• _Problem to work on_:
Records follow. Copy every line with "preferred".

• _Source data_:
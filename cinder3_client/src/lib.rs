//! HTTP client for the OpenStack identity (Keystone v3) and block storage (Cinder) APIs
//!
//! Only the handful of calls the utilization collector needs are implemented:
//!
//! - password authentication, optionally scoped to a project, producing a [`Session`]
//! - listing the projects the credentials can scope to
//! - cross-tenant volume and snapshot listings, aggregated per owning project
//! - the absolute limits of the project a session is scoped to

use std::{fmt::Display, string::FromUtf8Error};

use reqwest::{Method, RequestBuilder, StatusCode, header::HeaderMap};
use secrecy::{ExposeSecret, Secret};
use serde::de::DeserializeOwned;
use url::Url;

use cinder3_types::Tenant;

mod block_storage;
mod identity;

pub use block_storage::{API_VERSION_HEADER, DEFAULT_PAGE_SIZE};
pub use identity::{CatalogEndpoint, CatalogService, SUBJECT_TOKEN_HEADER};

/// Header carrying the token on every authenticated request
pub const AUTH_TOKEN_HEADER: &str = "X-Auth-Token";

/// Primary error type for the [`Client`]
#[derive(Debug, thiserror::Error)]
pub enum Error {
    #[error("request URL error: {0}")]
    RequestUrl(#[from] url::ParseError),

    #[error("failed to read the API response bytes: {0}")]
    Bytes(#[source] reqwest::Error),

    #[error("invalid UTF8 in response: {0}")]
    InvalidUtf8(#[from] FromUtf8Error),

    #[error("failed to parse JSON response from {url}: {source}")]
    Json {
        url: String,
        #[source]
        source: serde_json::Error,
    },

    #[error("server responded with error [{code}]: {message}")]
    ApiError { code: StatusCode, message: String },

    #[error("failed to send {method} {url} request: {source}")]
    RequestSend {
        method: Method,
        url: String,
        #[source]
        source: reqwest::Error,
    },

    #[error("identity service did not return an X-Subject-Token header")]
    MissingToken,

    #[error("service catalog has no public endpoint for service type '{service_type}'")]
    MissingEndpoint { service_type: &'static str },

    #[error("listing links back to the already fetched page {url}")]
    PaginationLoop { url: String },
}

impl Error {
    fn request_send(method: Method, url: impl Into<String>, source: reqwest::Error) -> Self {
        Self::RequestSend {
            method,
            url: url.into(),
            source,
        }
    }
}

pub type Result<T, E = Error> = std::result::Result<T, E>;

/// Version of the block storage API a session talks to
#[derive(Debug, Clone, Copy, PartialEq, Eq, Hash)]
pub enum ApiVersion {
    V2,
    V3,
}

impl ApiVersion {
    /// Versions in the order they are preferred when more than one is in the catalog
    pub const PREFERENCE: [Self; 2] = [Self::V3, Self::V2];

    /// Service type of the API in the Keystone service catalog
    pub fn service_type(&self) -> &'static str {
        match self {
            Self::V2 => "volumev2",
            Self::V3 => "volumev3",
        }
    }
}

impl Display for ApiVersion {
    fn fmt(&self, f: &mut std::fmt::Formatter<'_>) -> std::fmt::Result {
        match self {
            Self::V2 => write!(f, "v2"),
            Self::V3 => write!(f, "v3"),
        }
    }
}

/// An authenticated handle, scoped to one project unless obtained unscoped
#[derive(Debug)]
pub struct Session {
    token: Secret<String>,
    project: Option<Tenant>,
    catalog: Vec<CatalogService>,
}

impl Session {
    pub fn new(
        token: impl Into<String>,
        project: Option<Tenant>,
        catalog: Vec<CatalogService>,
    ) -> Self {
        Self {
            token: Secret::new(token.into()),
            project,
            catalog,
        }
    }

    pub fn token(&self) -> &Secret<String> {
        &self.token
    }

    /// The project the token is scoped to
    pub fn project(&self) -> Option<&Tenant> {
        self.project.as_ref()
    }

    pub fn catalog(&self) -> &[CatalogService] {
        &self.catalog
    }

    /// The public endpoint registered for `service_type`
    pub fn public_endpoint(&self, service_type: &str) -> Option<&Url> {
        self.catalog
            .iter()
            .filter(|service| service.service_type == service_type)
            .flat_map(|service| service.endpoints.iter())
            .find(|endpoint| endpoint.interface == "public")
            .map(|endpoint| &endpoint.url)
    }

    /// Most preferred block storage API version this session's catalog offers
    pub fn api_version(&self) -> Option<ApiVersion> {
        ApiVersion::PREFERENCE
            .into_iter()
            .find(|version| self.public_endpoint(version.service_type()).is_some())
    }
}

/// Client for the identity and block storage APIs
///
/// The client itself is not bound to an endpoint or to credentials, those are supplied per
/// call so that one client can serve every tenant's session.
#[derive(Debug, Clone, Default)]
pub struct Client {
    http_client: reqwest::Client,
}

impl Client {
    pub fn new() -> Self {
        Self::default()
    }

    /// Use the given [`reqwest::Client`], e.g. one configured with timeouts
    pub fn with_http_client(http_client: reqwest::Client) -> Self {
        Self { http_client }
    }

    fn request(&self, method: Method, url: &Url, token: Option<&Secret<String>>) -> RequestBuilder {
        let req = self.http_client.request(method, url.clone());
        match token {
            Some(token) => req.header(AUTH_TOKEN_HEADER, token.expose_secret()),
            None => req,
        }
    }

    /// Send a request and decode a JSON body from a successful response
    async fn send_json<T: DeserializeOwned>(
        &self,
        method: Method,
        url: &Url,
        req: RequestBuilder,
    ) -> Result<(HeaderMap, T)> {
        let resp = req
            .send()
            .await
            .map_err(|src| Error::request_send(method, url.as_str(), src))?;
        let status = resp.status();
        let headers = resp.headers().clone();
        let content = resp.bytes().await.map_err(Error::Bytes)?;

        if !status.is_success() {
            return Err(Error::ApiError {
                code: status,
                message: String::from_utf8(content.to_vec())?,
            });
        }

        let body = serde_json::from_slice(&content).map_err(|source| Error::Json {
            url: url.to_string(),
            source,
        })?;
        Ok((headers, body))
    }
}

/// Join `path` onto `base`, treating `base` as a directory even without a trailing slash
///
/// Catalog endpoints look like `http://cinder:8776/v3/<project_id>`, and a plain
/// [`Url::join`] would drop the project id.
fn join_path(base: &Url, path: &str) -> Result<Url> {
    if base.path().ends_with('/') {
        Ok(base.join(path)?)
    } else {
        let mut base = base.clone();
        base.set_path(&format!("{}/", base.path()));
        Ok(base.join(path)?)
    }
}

• _Result of the exercise_:
    /// Versions in the order they are preferred when more than one is in the catalog
    /// Most preferred block storage API version this session's catalog offers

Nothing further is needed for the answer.